Saturday, June 9, 2012

Inflation

If we have more future contracts ("money" for the rest of us) being drawn on the same pool of labour, with the same capital tools enabling them to produce an amount of goods - then it stands to reason that the value of each individual contract (unit of currency) will be smaller.

If we reach full employment, and if government spends on things that do not increase the productivity of the labour pool in 1-2 years (the time it takes for information to propagate through the system) then we have inflation - too many contracts chasing too little labour.

As a corollary of the same line of thinking - are banks richer when they accumulate a lot of money? well, no... bear in mind that the pool of labour is the same, and the productivity is less, because credit is less available... so in 2012 the banks have more money (contracts) in their vaults and on the computers, but they cannot exercise them - as the real things that they could exercise them on (the pool of labour) have stayed the same. They have created an imbalance in the system.

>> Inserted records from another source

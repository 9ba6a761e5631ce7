//! Rigid placement (translation + rotation)

use glam::{DQuat, DVec3};
use serde::{Deserialize, Serialize};

use super::rotation::axis_angle;

/// Position and orientation of an object in world space
///
/// A point `p` of the object's local shape lands at `base + rotation * p`.
#[derive(Debug, Clone, Copy, PartialEq, Serialize, Deserialize)]
pub struct Placement {
    pub base: DVec3,
    pub rotation: DQuat,
}

impl Default for Placement {
    fn default() -> Self {
        Self::IDENTITY
    }
}

impl Placement {
    pub const IDENTITY: Self = Self {
        base: DVec3::ZERO,
        rotation: DQuat::IDENTITY,
    };

    pub fn new(base: DVec3, rotation: DQuat) -> Self {
        Self { base, rotation }
    }

    pub fn from_translation(base: DVec3) -> Self {
        Self {
            base,
            rotation: DQuat::IDENTITY,
        }
    }

    /// Placement rotated about `axis` by `degrees`; a zero axis means no rotation
    pub fn from_axis_angle(base: DVec3, axis: DVec3, degrees: f64) -> Self {
        Self::new(base, axis_angle(axis, degrees))
    }

    /// Rotation by `rotation` that keeps `center` fixed
    pub fn around_center(center: DVec3, rotation: DQuat) -> Self {
        Self::new(center - rotation * center, rotation)
    }

    pub fn transform_point(&self, point: DVec3) -> DVec3 {
        self.base + self.rotation * point
    }

    /// `self * other`: apply `other` first, then `self`
    pub fn multiply(&self, other: &Placement) -> Placement {
        Placement {
            base: self.base + self.rotation * other.base,
            rotation: (self.rotation * other.rotation).normalize(),
        }
    }

    pub fn translated(mut self, offset: DVec3) -> Self {
        self.base += offset;
        self
    }

    pub fn is_finite(&self) -> bool {
        self.base.is_finite() && self.rotation.is_finite()
    }
}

This is one of the functions of money: to indicate when the system is working well, and when the system is out of balance.

Back to the banks - in effect they are like someone at poker who is rich in poker chips, but he cannot find anyone to play with. In the meantime, the real economy does not have enough "tokens" to function properly - in order to go back to good functioning the government will print more "contracts" and get the gears moving again. As a consequence of the dead money in the banks, we will have inflation, the mechanism to regulate imbalances.